Each line of the records containing "archived" is to be copied out and returned.
--- Excerpted records Enclosed Below ---
//! Keyset conditions derived from a cursor
//!
//! [`cursor_conditions`] turns a pivot position into predicate groups meaning
//! "strictly after (or before) the pivot in sort order". For cursor fields
//! `k1..kn` (in sort order) group `i` requires `k1..k(i-1)` to equal the
//! pivot and `ki` to be strictly beyond it. The groups are alternatives:
//! a record qualifies if any one of them matches.
//!
//! [`merge_conditions`] folds those groups into an existing filter without
//! disturbing any disjunction the filter already had.
//!
//! # Example
//!
//! ```rust
//! use cursor_pagination::conditions::{cursor_conditions, merge_conditions, Direction};
//! use cursor_pagination::cursor::Cursor;
//! use cursor_pagination::filter::{FilterCondition, FilterExpr};
//! use cursor_pagination::sort::SortSpec;
//!
//! let sort = SortSpec::new().desc("date").asc("id");
//! let pivot = Cursor::new().with_field("date", 10_i64).with_field("id", "c");
//!
//! let groups = cursor_conditions(&pivot, &sort, Direction::Forward).unwrap();
//! assert_eq!(
//!     groups,
//!     vec![
//!         vec![FilterCondition::lt("date", 10_i64)],
//!         vec![FilterCondition::eq("date", 10_i64), FilterCondition::gt("id", "c")],
//!     ]
//! );
//!
//! let filter = merge_conditions(FilterExpr::all(), groups);
//! assert!(matches!(filter, FilterExpr::And(ref conjuncts) if conjuncts.len() == 1));
//! ```

use crate::cursor::Cursor;
use crate::error::{Error, Result};
use crate::filter::{FilterCondition, FilterExpr, FilterOperator};
use crate::sort::{SortDirection, SortSpec};

/// Which side of the pivot to select
#[derive(Debug, Clone, Copy, PartialEq, Eq, Hash, Default)]
pub enum Direction {
    /// Records after the pivot in sort order
    #[default]
    Forward,
    /// Records before the pivot in sort order
    Backward,
}

/// Derive the keyset predicate groups for `cursor` under `sort`
///
/// Only cursor fields take part; sort fields the cursor lacks are skipped.
/// An empty cursor yields no groups.
///
/// # Errors
///
/// Returns [`Error::CursorSortMismatch`] if the cursor holds a field that is
/// not in `sort`: without it the pivot has no well-defined position.
pub fn cursor_conditions(
    cursor: &Cursor,
    sort: &SortSpec,
    direction: Direction,
) -> Result<Vec<Vec<FilterCondition>>> {
    if let Some(field) = cursor.keys().find(|key| !sort.contains(key)) {
        return Err(Error::CursorSortMismatch {
            field: field.to_owned(),
        });
    }

    let pivot: Vec<_> = sort
        .iter()
        .filter_map(|(path, order)| cursor.get(path).map(|value| (path, order, value)))
        .collect();

    let groups = pivot
        .iter()
        .enumerate()
        .map(|(index, &(path, order, value))| {
            let mut group: Vec<FilterCondition> = pivot[..index]
                .iter()
                .map(|&(prior, _, prior_value)| FilterCondition::eq(prior, prior_value.clone()))
                .collect();
            group.push(FilterCondition::new(
                path,
                comparison(order, direction),
                value.clone(),
            ));
            group
        })
        .collect();

    Ok(groups)
}

const fn comparison(order: SortDirection, direction: Direction) -> FilterOperator {
    let forward = match order {
        SortDirection::Ascending => FilterOperator::GreaterThan,
        SortDirection::Descending => FilterOperator::LessThan,
    };
    match direction {
        Direction::Forward => forward,
        Direction::Backward => forward.inverted(),
    }
}

/// AND the cursor groups into `filter`
///
/// - no groups: `filter` is returned unchanged;
/// - one group: its conditions join the filter's top-level conjunction;
/// - several groups: their disjunction joins the top-level conjunction as a
///   new `Or`, next to (never merged with) any `Or` already there.
pub fn merge_conditions(filter: FilterExpr, groups: Vec<Vec<FilterCondition>>) -> FilterExpr {
    let mut groups: Vec<Vec<FilterCondition>> =
        groups.into_iter().filter(|group| !group.is_empty()).collect();

    let cursor_clause: Vec<FilterExpr> = match groups.len() {
        0 => return filter,
        1 => groups
            .pop()
            .map(|group| group.into_iter().map(FilterExpr::Condition).collect())
            .unwrap_or_default(),
        _ => vec![FilterExpr::Or(
            groups.into_iter().map(group_expression).collect(),
        )],
    };

    let mut conjuncts = filter.into_conjuncts();
    conjuncts.extend(cursor_clause);
    FilterExpr::And(conjuncts)
}

fn group_expression(mut group: Vec<FilterCondition>) -> FilterExpr {
    if group.len() == 1 {
        if let Some(condition) = group.pop() {
            return FilterExpr::Condition(condition);
        }
    }
    FilterExpr::And(group.into_iter().map(FilterExpr::Condition).collect())
}

#[cfg(test)]
mod tests {
    use super::*;
    use crate::filter::FilterValue;

    fn pivot() -> Cursor {
        Cursor::new()
            .with_field("a", 1_i64)
            .with_field("b", 2_i64)
            .with_field("c", 3_i64)
    }

    #[test]
    fn test_single_field_ascending() {
        let sort = SortSpec::new().asc("id");
        let cursor = Cursor::new().with_field("id", "x");
        let groups = cursor_conditions(&cursor, &sort, Direction::Forward).unwrap();
        assert_eq!(groups, vec![vec![FilterCondition::gt("id", "x")]]);
    }

    #[test]
    fn test_multi_key_tie_break_groups() {
        let sort = SortSpec::new().asc("a").desc("b").asc("c");
        let groups = cursor_conditions(&pivot(), &sort, Direction::Forward).unwrap();
        assert_eq!(
            groups,
            vec![
                vec![FilterCondition::gt("a", 1_i64)],
                vec![FilterCondition::eq("a", 1_i64), FilterCondition::lt("b", 2_i64)],
                vec![
                    FilterCondition::eq("a", 1_i64),
                    FilterCondition::eq("b", 2_i64),
                    FilterCondition::gt("c", 3_i64),
                ],
            ]
        );
    }

    #[test]
    fn test_backward_inverts_every_comparison() {
        let sort = SortSpec::new().asc("a").desc("b").asc("c");
        let groups = cursor_conditions(&pivot(), &sort, Direction::Backward).unwrap();
        let operators: Vec<FilterOperator> = groups
            .iter()
            .map(|group| group.last().unwrap().operator)
            .collect();
        assert_eq!(
            operators,
            vec![
                FilterOperator::LessThan,
                FilterOperator::GreaterThan,
                FilterOperator::LessThan,
            ]
        );
        // equality prefixes are direction independent
        assert_eq!(groups[2][0], FilterCondition::eq("a", 1_i64));
    }

    #[test]
    fn test_follows_sort_order_not_cursor_order() {
        let sort = SortSpec::new().asc("a").asc("b");
        let cursor = Cursor::new().with_field("b", 2_i64).with_field("a", 1_i64);
        let groups = cursor_conditions(&cursor, &sort, Direction::Forward).unwrap();
        assert_eq!(groups[0], vec![FilterCondition::gt("a", 1_i64)]);
    }

    #[test]
    fn test_partial_cursor_skips_missing_sort_fields() {
        let sort = SortSpec::new().asc("a").asc("b").asc("c");
        let cursor = Cursor::new().with_field("a", 1_i64).with_field("c", 3_i64);
        let groups = cursor_conditions(&cursor, &sort, Direction::Forward).unwrap();
        assert_eq!(
            groups[1],
            vec![FilterCondition::eq("a", 1_i64), FilterCondition::gt("c", 3_i64)]
        );
    }

    #[test]
    fn test_cursor_field_outside_sort_is_rejected() {
        let sort = SortSpec::new().asc("a");
        let cursor = Cursor::new().with_field("a", 1_i64).with_field("body", "x");
        let err = cursor_conditions(&cursor, &sort, Direction::Forward).unwrap_err();
        assert!(matches!(err, Error::CursorSortMismatch { ref field } if field == "body"));
    }

    #[test]
    fn test_empty_cursor_has_no_groups() {
        let sort = SortSpec::new().asc("a");
        let groups = cursor_conditions(&Cursor::new(), &sort, Direction::Forward).unwrap();
        assert!(groups.is_empty());
    }

    #[test]
    fn test_merge_without_groups_is_identity() {
        let filter: FilterExpr = FilterCondition::eq("status", "open").into();
        assert_eq!(merge_conditions(filter.clone(), vec![]), filter);
        assert_eq!(merge_conditions(filter.clone(), vec![vec![]]), filter);
    }

    #[test]
    fn test_merge_single_group_joins_conjunction() {
        let filter = FilterExpr::and(vec![FilterCondition::eq("status", "open").into()]);
        let merged = merge_conditions(filter, vec![vec![FilterCondition::gt("id", "x")]]);
        assert_eq!(
            merged,
            FilterExpr::And(vec![
                FilterCondition::eq("status", "open").into(),
                FilterCondition::gt("id", "x").into(),
            ])
        );
    }

    #[test]
    fn test_merge_many_groups_without_existing_or() {
        let filter: FilterExpr = FilterCondition::eq("status", "open").into();
        let groups = vec![
            vec![FilterCondition::lt("date", 5_i64)],
            vec![FilterCondition::eq("date", 5_i64), FilterCondition::gt("id", "x")],
        ];
        let merged = merge_conditions(filter, groups);
        assert_eq!(
            merged,
            FilterExpr::And(vec![
                FilterCondition::eq("status", "open").into(),
                FilterExpr::Or(vec![
                    FilterCondition::lt("date", 5_i64).into(),
                    FilterExpr::And(vec![
                        FilterCondition::eq("date", 5_i64).into(),
                        FilterCondition::gt("id", "x").into(),
                    ]),
                ]),
            ])
        );
    }

    #[test]
    fn test_merge_keeps_existing_or_separate() {
        let existing_or = FilterExpr::or(vec![
            FilterCondition::eq("status", "open").into(),
            FilterCondition::eq("status", "pending").into(),
        ]);
        let existing_and = FilterExpr::and(vec![
            FilterCondition::eq("archived", false).into(),
            existing_or.clone(),
        ]);
        let groups = vec![
            vec![FilterCondition::lt("date", 5_i64)],
            vec![FilterCondition::eq("date", 5_i64), FilterCondition::gt("id", "x")],
        ];

        let FilterExpr::And(conjuncts) = merge_conditions(existing_and, groups) else {
            panic!("merge must produce a conjunction");
        };
        assert_eq!(conjuncts.len(), 3);
        assert_eq!(conjuncts[0], FilterExpr::from(FilterCondition::eq("archived", false)));
        assert_eq!(conjuncts[1], existing_or);
        assert!(matches!(conjuncts[2], FilterExpr::Or(ref alternatives) if alternatives.len() == 2));
    }

    #[test]
    fn test_merge_into_root_or() {
        let root_or = FilterExpr::or(vec![
            FilterCondition::eq("a", 1_i64).into(),
            FilterCondition::eq("b", 2_i64).into(),
        ]);
        let groups = vec![
            vec![FilterCondition::gt("x", 1_i64)],
            vec![FilterCondition::eq("x", 1_i64), FilterCondition::gt("y", 2_i64)],
        ];
        let FilterExpr::And(conjuncts) = merge_conditions(root_or.clone(), groups) else {
            panic!("merge must produce a conjunction");
        };
        assert_eq!(conjuncts[0], root_or);
        assert!(matches!(conjuncts[1], FilterExpr::Or(_)));
    }

    #[test]
    fn test_merge_values_are_cloned_from_cursor() {
        let sort = SortSpec::new().asc("n");
        let cursor = Cursor::new().with_field("n", FilterValue::Null);
        let groups = cursor_conditions(&cursor, &sort, Direction::Forward).unwrap();
        assert_eq!(groups[0][0].value, FilterValue::Null);
    }
}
--- End of Enclosed Excerpted records ---
Exercise result
            FilterCondition::eq("archived", false).into(),
        assert_eq!(conjuncts[0], FilterExpr::from(FilterCondition::eq("archived", false)));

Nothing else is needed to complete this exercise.